# Can't access temp folder



## CrimsonKing (Apr 19, 2009)

For some reason I can't access the temp folder on my computer. When I try to change permissions, this thing pops up










What can I do to fix this?


----------



## Masterchiefxx17 (Feb 27, 2010)

Are you on Windows 8.1 or 8?

Clicking Continue should allow you to access the Temp folder, which is an administrator based folder.


----------



## CrimsonKing (Apr 19, 2009)

Masterchiefxx17 said:


> Are you on Windows 8.1 or 8?
> 
> Clicking Continue should allow you to access the Temp folder, which is an administrator based folder.


I'm using 8.

This is what happens when I click ok










Should I try to clear the folder by using disk cleanup?


----------



## Masterchiefxx17 (Feb 27, 2010)

Why are you running Windows 8 and not 8.1?

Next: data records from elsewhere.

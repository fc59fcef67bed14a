//! HTTP route handlers for the APK signer.

pub mod health;
pub mod objects;
pub mod sign;

pub use health::{build_info, health};
pub use sign::{SignApkRequest, SignApkResponse};
//! Service configuration derived from environment variables.
//!
//! Configuration is loaded once at startup and validated before the service starts.
//! The signing core never reads the environment itself: it receives a
//! [`SigningConfig`] built from these settings.
//!
//! ## Environment Variables
//!
//! ### HTTP
//! - `APK_SIGNER_HOST`: Bind address (default: :: for dual-stack IPv4/IPv6)
//! - `APK_SIGNER_PORT`: HTTP port (default: 5500)
//! - `APK_SIGNER_BODY_LIMIT_MB`: Maximum upload size (default: 16)
//! - `APK_SIGNER_CREDENTIALS`: Comma-separated `id:key` pairs of Hawk credentials
//! - `APK_SIGNER_SKIP_AUTH`: Disable caller authentication (development only)
//! - `APK_SIGNER_AUTH_SKEW_SECS`: Accepted Hawk timestamp skew (default: 60)
//! - `RUST_LOG`: Log level filter
//!
//! ### Signing
//! - `APK_USER_MODE`: "developer" or "reviewer" (default: developer)
//! - `APK_SIGNER_KEYS_TEMP_DIR`: Root for per-operation temporary files
//! - `APK_SIGNER_VALIDITY_DAYS`, `APK_SIGNER_KEY_ALG`, `APK_SIGNER_KEY_SIZE`
//! - `APK_SIGNER_SIGALG`, `APK_SIGNER_DIGESTALG`
//! - `APK_SIGNER_KEY_ALIAS`, `APK_SIGNER_STORE_PASSWD`, `APK_SIGNER_KEY_PASSWD`
//! - `APK_SIGNER_DN_SUFFIX`, `APK_SIGNER_REVIEWER_MARKER`
//!
//! ### Toolchain
//! - `APK_SIGNER_KEYTOOL`, `APK_SIGNER_JARSIGNER`: Tool names or absolute paths
//! - `APK_SIGNER_EXTRA_PATHS`: Extra search directories, colon separated
//! - `APK_SIGNER_TOOL_TIMEOUT_MS`: Upper bound for a single tool run
//!
//! ### Storage
//! - `APK_SIGNER_DB_PATH`: Path to ReDB database file
//! - `APK_SIGNER_UNSIGNED_BUCKET`, `APK_SIGNER_SIGNED_BUCKET`, `APK_SIGNER_KEYS_BUCKET`
//! - `APK_SIGNER_SIGNED_URL_BASE`: Public prefix for signed package URLs

use std::collections::HashMap;
use std::env;
use std::fmt;
use std::net::{IpAddr, Ipv4Addr, Ipv6Addr, SocketAddr};
use std::path::PathBuf;
use std::str::FromStr;
use std::time::Duration;

use serde::{Deserialize, Serialize};
use zeroize::Zeroizing;

const DEFAULT_PORT: u16 = 5500;
const DEFAULT_BODY_LIMIT_MB: usize = 16;
const DEFAULT_TOOL_TIMEOUT_MS: u64 = 120_000;
const DEFAULT_AUTH_SKEW_SECS: u64 = 60;
// 25 years, long enough to outlive any installed package.
const DEFAULT_VALIDITY_DAYS: u32 = 9125;
const DEFAULT_KEY_SIZE: u32 = 2048;
const DEFAULT_KEY_ALIAS: &str = "apksigner";
const DEFAULT_DN_SUFFIX: &str =
    "OU=APK Factory, O=Marketplace, L=Mountain View, ST=California, C=US";
const DEFAULT_REVIEWER_MARKER: &str = "REVIEWER:";
// Development passphrase, rejected by `validate` in production.
const DEV_STORE_PASSWD: &str = "apk-signer-dev";
pub mod auth;
pub mod hawk;

pub use auth::CredentialAuth;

I would recommend upgrading to Windows 8.1 and getting all of the Windows updates.


----------



## CrimsonKing (Apr 19, 2009)

Window 8 has been working well for me so far so I didn't really need to upgrade


----------



## spunk.funk (May 13, 2010)

Did you try this? http://www.tomshardware.com/forum/3387-73-temp-folder-writing-permission-itself


----------



## jcgriff2 (Sep 30, 2007)

I too would advise upgrading to Windows 8.1 then on to Windows 10.


----------



## CrimsonKing (Apr 19, 2009)

Thanks for the advice. I will do that as soon as the notification pops up again. As for Windows 10, some of the programs I have are still not compatible so I think I'll wait a bit on that first.


----------



## spunk.funk (May 13, 2010)

You do not have to wait for any notifications. You can go to Control Panel/Windows Updates and do any Window Updates, including Windows 10 or not.


----------



## Masterchiefxx17 (Feb 27, 2010)

CrimsonKing said:


> Thanks for the advice. I will do that as soon as the notification pops up again. As for Windows 10, some of the programs I have are still not compatible so I think I'll wait a bit on that first.


First upgrade to Windows 8.1 via Windows Update, not Windows 10 yet.


----------